当终结点的 auth_modeaml_token

  • 令牌在 accessToken 字段中返回。
  • 令牌过期时间在 expiryTimeUtc 字段中返回。
  • 令牌刷新时间在 refreshAfterTimeUtc 字段中返回。
export DATA_PLANE_TOKEN=$(az ml online-endpoint get-credentials -n $ENDPOINT_NAME -g $RESOURCE_GROUP -w $WORKSPACE_NAME -o tsv --query accessToken)
export EXPIRY_TIME_UTC=$(az ml online-endpoint get-credentials -n $ENDPOINT_NAME -g $RESOURCE_GROUP -w $WORKSPACE_NAME -o tsv --query expiryTimeUtc)
export REFRESH_AFTER_TIME_UTC=$(az ml online-endpoint get-credentials -n $ENDPOINT_NAME -g $RESOURCE_GROUP -w $WORKSPACE_NAME -o tsv --query refreshAfterTimeUtc)

当终结点的 auth_modeaad_token

  • 令牌在 accessToken 字段中返回。
  • 令牌过期时间在 expiryTimeUtc 字段中返回。
export DATA_PLANE_TOKEN=$(az ml online-endpoint get-credentials -n $ENDPOINT_NAME -g $RESOURCE_GROUP -w $WORKSPACE_NAME -o tsv --query accessToken)
export EXPIRY_TIME_UTC=$(az ml online-endpoint get-credentials -n $ENDPOINT_NAME -g $RESOURCE_GROUP -w $WORKSPACE_NAME -o tsv --query expiryTimeUtc)
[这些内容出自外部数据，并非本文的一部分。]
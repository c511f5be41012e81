//! Uploads and downloads
//!
//! Uploads retry on a fixed interval and ask for a fresh SAS token on every
//! attempt. Downloads make a single attempt by default and run under one token
//! per operation; a batch download keeps going past failed entries and
//! reports every outcome.

use crate::auth::{SasToken, TokenIssuer};
use crate::blob::models::*;
use crate::blob::store::BlobStore;
use crate::config::StorageConfig;
use crate::error::{is_retryable_upload_error, BlobCliError, Result};
use crate::utils::helpers::file_basename;
use crate::utils::retry::{retry_with_interval, RetryError, RetryPolicy};
use std::path::Path;
use std::sync::Arc;
use tracing::{debug, error, info, warn};

pub struct TransferManager {
    store: Arc<dyn BlobStore>,
    tokens: Arc<dyn TokenIssuer>,
    upload_policy: RetryPolicy,
    download_policy: RetryPolicy,
    manifest: Option<Vec<String>>,
}

impl TransferManager {
    pub fn new(
        store: Arc<dyn BlobStore>,
        tokens: Arc<dyn TokenIssuer>,
        config: &StorageConfig,
    ) -> Self {
        let upload_policy = RetryPolicy::from_config(config);
        let download_policy = if config.retry_downloads() {
            upload_policy
        } else {
            RetryPolicy::single_attempt()
        };

        Self {
            store,
            tokens,
            upload_policy,
            download_policy,
            manifest: None,
        }
    }

    /// Attach the list of file names `download_all` works through
    pub fn with_manifest(mut self, manifest: Option<Vec<String>>) -> Self {
        self.manifest = manifest;
        self
    }

    /// Upload `local_file` to `<blob_key>/<file name>` in `container`.
    ///
    /// Makes up to `max_retries + 1` attempts, each under a newly issued token,
    /// sleeping the configured interval between them. Token issuance failures
    /// are not retried.
    pub async fn upload(
        &self,
        container: &str,
        local_file: &Path,
        blob_key: &str,
    ) -> Result<UploadReceipt> {
        let metadata = tokio::fs::metadata(local_file).await.map_err(|e| {
            BlobCliError::invalid_argument(format!(
                "Cannot read file {}: {e}",
                local_file.display()
            ))
        })?;
        if !metadata.is_file() {
            return Err(BlobCliError::invalid_argument(format!(
                "{} is not a regular file",
                local_file.display()
            )));
        }

        let blob_name = remote_key(blob_key, &file_basename(local_file)?);
        let blob_name = blob_name.as_str();

        let result = retry_with_interval(
            self.upload_policy,
            move |attempt| self.attempt_upload(container, blob_name, local_file, attempt),
            is_retryable_upload_error,
        )
        .await;

        match result {
            Ok(receipt) => {
                info!(
                    file = %local_file.display(),
                    blob = %receipt.blob_name,
                    "Successfully uploaded file"
                );
                debug!(container = container, response = ?receipt, "Response captured");
                Ok(receipt)
            }
            Err(RetryError { attempts, error }) if is_retryable_upload_error(&error) => {
                error!(
                    file = %local_file.display(),
                    attempts = attempts,
                    "Unable to upload file after retry"
                );
                Err(BlobCliError::upload_exhausted(
                    local_file,
                    attempts,
                    error.to_string(),
                ))
            }
            Err(RetryError { error, .. }) => Err(error),
        }
    }

    async fn attempt_upload(
        &self,
        container: &str,
        blob_name: &str,
        local_file: &Path,
        attempt: u32,
    ) -> Result<UploadReceipt> {
        let token = self.tokens.issue(container).await?;

        self.store
            .upload_file(&token, blob_name, local_file)
            .await
            .map_err(|e| {
                warn!(
                    file = %local_file.display(),
                    attempt = attempt,
                    error = %e,
                    "Upload attempt failed"
                );
                e
            })
    }

    /// Download `<blob_prefix>/<file_name>` into `<local_dir>/<file_name>`
    /// under a token issued for this call.
    pub async fn download_one(
        &self,
        container: &str,
        blob_prefix: Option<&str>,
        file_name: &str,
        local_dir: &Path,
    ) -> Result<DownloadReceipt> {
        let token = self.tokens.issue(container).await?;
        let descriptor =
            TransferDescriptor::for_download(container, blob_prefix, file_name, local_dir);
        self.download_with_token(&token, &descriptor).await
    }

    /// Download one blob using a token the caller already holds.
    ///
    /// The token must be scoped to the descriptor's container. No directories
    /// are created for the destination.
    pub async fn download_with_token(
        &self,
        token: &SasToken,
        descriptor: &TransferDescriptor,
    ) -> Result<DownloadReceipt> {
        if !token.is_scoped_to(&descriptor.container) {
            return Err(BlobCliError::authentication(format!(
                "Token for container '{}' cannot be used for container '{}'",
                token.container(),
                descriptor.container
            )));
        }

        let file = file_basename(&descriptor.local_path)
            .unwrap_or_else(|_| descriptor.blob_key.clone());
        let blob_key = descriptor.blob_key.as_str();
        let local_path = descriptor.local_path.as_path();
        let store = self.store.as_ref();

        let result = retry_with_interval(
            self.download_policy,
            move |_| store.download_file(token, blob_key, local_path),
            is_retryable_upload_error,
        )
        .await;

        match result {
            Ok(receipt) => {
                info!(file = %file, "Successfully downloaded file");
                debug!(container = %descriptor.container, response = ?receipt, "Response captured");
                Ok(receipt)
            }
            Err(RetryError { attempts, error }) => {
                error!(
                    file = %file,
                    attempts = attempts,
                    error = %error,
                    "Error while downloading file"
                );
                let cause = if attempts > 1 {
                    format!("{error} (after {attempts} attempts)")
                } else {
                    error.to_string()
                };
                Err(BlobCliError::download(file, cause))
            }
        }
    }

    /// Download every manifest entry from `<blob_prefix>/` into `local_dir`.
    ///
    /// Entries are attempted in order, each exactly once (or per the download
    /// retry policy); a failure never stops the entries after it. Only a
    /// missing manifest or a token that cannot be issued fails the call.
    ///
    /// One token covers the whole batch and is not refreshed, so a batch that
    /// outlives the SAS validity window will see its later entries rejected.
    pub async fn download_all(
        &self,
        container: &str,
        blob_prefix: Option<&str>,
        local_dir: &Path,
    ) -> Result<BatchReport> {
        let manifest = match self.manifest.as_deref() {
            Some(files) if !files.is_empty() => files,
            _ => return Err(BlobCliError::config("file list not available")),
        };

        let token = self.tokens.issue(container).await?;
        let mut outcomes = Vec::with_capacity(manifest.len());

        for file_name in manifest {
            let descriptor =
                TransferDescriptor::for_download(container, blob_prefix, file_name, local_dir);

            match self.download_with_token(&token, &descriptor).await {
                Ok(receipt) => outcomes.push(TransferOutcome::succeeded(file_name, receipt)),
                Err(e) => {
                    warn!(file = %file_name, "Continuing with next file");
                    outcomes.push(TransferOutcome::failed(file_name, &e));
                }
            }
        }

        let report = BatchReport::new(container, outcomes);
        info!(
            container = container,
            succeeded = report.succeeded(),
            failed = report.failed(),
            "Reports download operation completed"
        );
        Ok(report)
    }
}
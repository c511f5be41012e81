//! Helpers for "/"-delimited blob keys and local paths

use crate::error::{BlobCliError, Result};
use std::path::Path;

/// Conventional folder delimiter inside blob keys
pub const KEY_DELIMITER: char = '/';

/// Final path component of a local file, as used in the remote key
pub fn file_basename(path: &Path) -> Result<String> {
    path.file_name()
        .map(|name| name.to_string_lossy().into_owned())
        .ok_or_else(|| {
            BlobCliError::invalid_argument(format!(
                "'{}' does not name a file",
                path.display()
            ))
        })
}

/// `<prefix>/<name>`
pub fn join_blob_key(prefix: &str, name: &str) -> String {
    format!("{prefix}{KEY_DELIMITER}{name}")
}

/// Split a key at its first delimiter.
///
/// Returns `None` for keys without a delimiter, i.e. top-level files.
pub fn split_first_segment(key: &str) -> Option<(&str, &str)> {
    key.split_once(KEY_DELIMITER)
}

/// Folder name a user-supplied prefix refers to: surrounding whitespace and
/// trailing delimiters removed.
pub fn folder_name(prefix: &str) -> &str {
    prefix.trim().trim_end_matches(KEY_DELIMITER)
}

/// Normalize a prefix by ensuring it ends with the delimiter if non-empty
pub fn normalize_prefix(prefix: &str) -> Option<String> {
    let trimmed = prefix.trim();
    if trimmed.is_empty() {
        None
    } else if trimmed.ends_with(KEY_DELIMITER) {
        Some(trimmed.to_string())
    } else {
        Some(format!("{trimmed}{KEY_DELIMITER}"))
    }
}
//! Command-result caching for browser session control.
//!
//! Sits between a command dispatcher and the browser engine: the
//! dispatcher calls [`CommandCache::lookup`] before executing a command,
//! offers every result back via [`CommandCache::store`], and routes every
//! issued command through [`CommandCache::on_command_issued`] so mutating
//! commands purge the session's cached reads. All operations are
//! synchronous, in-memory, and safe to call from an async dispatch loop.
//!
//! ```
//! use pagepilot_cache::CommandCache;
//! use pagepilot_core::{CacheConfig, Command, CommandOutcome};
//! use serde_json::json;
//!
//! let cache = CommandCache::new(CacheConfig::default()).unwrap();
//! let command = Command::parse(&json!({"method": "extract", "selector": "h1"})).unwrap();
//!
//! if cache.lookup("session-1", &command, None, None).is_none() {
//!     // ... execute against the browser engine ...
//!     let outcome = CommandOutcome::success(json!("Welcome"));
//!     cache.store("session-1", &command, &outcome, None, None, None);
//! }
//! ```

pub mod canonical;
pub mod classify;
pub mod fingerprint;
pub mod invalidate;
pub mod stats;
pub mod store;

pub use canonical::command_hash;
pub use classify::{classify, is_full_page, Cacheability};
pub use fingerprint::page_fingerprint;
pub use stats::StatsSnapshot;
pub use store::CommandCache;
验证 Microsoft Entra 令牌的资源终结点和客户端 ID

获取 Entra 令牌后,可通过 jwt.ms 解码令牌来验证令牌是否适用于正确的 Azure 资源终结点 studio.ml.azure.cn 和正确的客户端 ID,这将返回包含以下信息的 json 响应:

{
    "aud": "https://studio.ml.azure.cn",
    "oid": "<your-object-id>"
}

使用密钥或令牌对数据评分

可以将 az ml online-endpoint invoke 用于具有密钥或 Azure 机器学习令牌或 Microsoft Entra 令牌的终结点。 CLI 会自动处理密钥或令牌,因此无需显式传递它。

az ml online-endpoint invoke -n my-endpoint -r request.json

日志和监视器流量

若要在终结点的诊断设置中启用流量日志记录,请按照如何启用/禁用日志中的步骤操作。

如果启用了诊断设置,可检查 AmlOnlineEndpointTrafficLogs 表来查看身份验证模式和用户标识。